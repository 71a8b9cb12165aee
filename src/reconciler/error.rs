//! Reconciler errors

use std::fmt;
use crate::store::StoreError;

/// Failure signalled by an external schema collaborator.
///
/// Always treated as transient: reconciliation turns it into a no-op.
#[derive(Debug, Clone, PartialEq)]
pub enum FetchError {
    /// The endpoint could not be reached or refused the request
    Unavailable(String),
    /// The endpoint answered with something unreadable
    Malformed(String),
}

impl fmt::Display for FetchError {
    fn fmt(&self, f: &mut fmt::Formatter<'_>) -> fmt::Result {
        match self {
            FetchError::Unavailable(msg) => write!(f, "Schema source unavailable: {}", msg),
            FetchError::Malformed(msg) => write!(f, "Malformed schema response: {}", msg),
        }
    }
}

impl std::error::Error for FetchError {}

/// Errors that abort a reconciliation
#[derive(Debug)]
pub enum ReconcileError {
    /// The source to reconcile is not in the store
    SourceNotFound(String),
    Store(StoreError),
}

impl fmt::Display for ReconcileError {
    fn fmt(&self, f: &mut fmt::Formatter<'_>) -> fmt::Result {
        match self {
            ReconcileError::SourceNotFound(name) => write!(f, "Source '{}' not found", name),
            ReconcileError::Store(e) => write!(f, "Reconciliation failed: {}", e),
        }
    }
}

impl std::error::Error for ReconcileError {
    fn source(&self) -> Option<&(dyn std::error::Error + 'static)> {
        match self {
            ReconcileError::Store(e) => Some(e),
            _ => None,
        }
    }
}

impl From<StoreError> for ReconcileError {
    fn from(err: StoreError) -> Self {
        ReconcileError::Store(err)
    }
}
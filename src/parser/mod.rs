//! Catalog parser (verb module)
//!
//! Transforms YAML files into catalog types.

use std::path::Path;
use crate::catalog::Catalog;
use crate::error::ParseError;

/// Parse and validate a catalog from a YAML file
pub fn parse_file<P: AsRef<Path>>(path: P) -> Result<Catalog, ParseError> {
    let path_str = path.as_ref().display().to_string();
    let contents = std::fs::read_to_string(&path).map_err(|e| ParseError::Io {
        path: path_str,
        source: e,
    })?;
    parse_str(&contents)
}

/// Parse and validate a catalog from a YAML string
pub fn parse_str(yaml: &str) -> Result<Catalog, ParseError> {
    let catalog: Catalog = serde_yaml::from_str(yaml)?;
    catalog.validate()?;
    Ok(catalog)
}
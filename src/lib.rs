//! panorama - Metadata-driven analytics over relational tables and OLAP datasources
//!
//! This library provides:
//! - Catalog types (Source, Column, Metric, Backend) and YAML loading
//! - Metric derivation from per-column capability flags
//! - Reconciliation of the catalog against an external schema snapshot
//! - Query compilation to SQL text or to an OLAP aggregation spec
//!
//! # Architecture
//!
//! **Noun modules** (data structures):
//! - `catalog/` - sources, columns, metrics, backends
//! - `query/` - abstract query types (AbstractQuery, Granularity, TimeRange, Filter)
//!
//! **Verb modules** (transformations):
//! - `parser/` - YAML → Catalog
//! - `deriver/` - Column flags → Metric definitions
//! - `reconciler/` - Schema snapshot → Catalog updates
//! - `compiler/` - Source + AbstractQuery → SQL or aggregation spec
//!
//! **Seams** (implemented outside this crate or swapped per deployment):
//! - `store/` - transactional catalog persistence (in-memory, SQLite)
//! - `executor/` - running compiled queries against a backend
//!
//! # Example
//!
//! ```ignore
//! use panorama::{parser, compile, AbstractQuery, MemoryStore, sync_source};
//!
//! let catalog = parser::parse_file("catalog.yaml")?;
//! let mut store = MemoryStore::from_catalog(&catalog);
//! sync_source(&mut store, "orders", &backend, &introspector)?;
//!
//! let source = panorama::store::load_source(&mut store, "orders")?.unwrap();
//! let query = AbstractQuery::builder(from, to)
//!     .groupby(["region"])
//!     .metrics(["sum__revenue"])
//!     .build()?;
//! let compiled = compile(&source, &query)?;
//! ```

pub mod catalog;
pub mod query;
pub mod parser;
pub mod store;
pub mod deriver;
pub mod reconciler;
pub mod compiler;
pub mod executor;
pub mod ident;
pub mod error;

// Re-export commonly used types
pub use catalog::{Aggregator, Backend, Catalog, Cluster, Column, Database, DataType, Metric, MetricType, Source};
pub use query::{AbstractQuery, Filter, Granularity, QueryError, TimeRange};
pub use store::{CatalogStore, CatalogTransaction, MemoryStore, SqliteStore, StoreError};
pub use deriver::{derive_metrics, generate_metrics, generate_source_metrics, DeriveError};
pub use reconciler::{
    reconcile, refresh_cluster, sync_source, FetchError, OlapMetadataClient, ReconcileError,
    ReconcileOutcome, ReconcileReport, SchemaFetcher, SchemaSnapshot, TimeBoundaryProbe,
};
pub use compiler::{compile, compile_aggregation, compile_sql, AggregationSpec, CompileError, CompiledQuery};
pub use executor::{run_query, ExecuteError, QueryExecutor, ResultSet};
pub use error::ParseError;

Problem description —
Beginning with the line containing "#[derive(Debug)]" and ending with the line containing "let path_str = path.as_ref().display().to_string();", extract those lines exactly from the listing above, and only those.

Answer box —
#[derive(Debug)]
pub enum ReconcileError {
    /// The source to reconcile is not in the store
    SourceNotFound(String),
    Store(StoreError),
}

impl fmt::Display for ReconcileError {
    fn fmt(&self, f: &mut fmt::Formatter<'_>) -> fmt::Result {
        match self {
            ReconcileError::SourceNotFound(name) => write!(f, "Source '{}' not found", name),
            ReconcileError::Store(e) => write!(f, "Reconciliation failed: {}", e),
        }
    }
}

impl std::error::Error for ReconcileError {
    fn source(&self) -> Option<&(dyn std::error::Error + 'static)> {
        match self {
            ReconcileError::Store(e) => Some(e),
            _ => None,
        }
    }
}

impl From<StoreError> for ReconcileError {
    fn from(err: StoreError) -> Self {
        ReconcileError::Store(err)
    }
}
filename src/parser/mod.rs
//! Catalog parser (verb module)
//!
//! Transforms YAML files into catalog types.

use std::path::Path;
use crate::catalog::Catalog;
use crate::error::ParseError;

/// Parse and validate a catalog from a YAML file
pub fn parse_file<P: AsRef<Path>>(path: P) -> Result<Catalog, ParseError> {
    let path_str = path.as_ref().display().to_string();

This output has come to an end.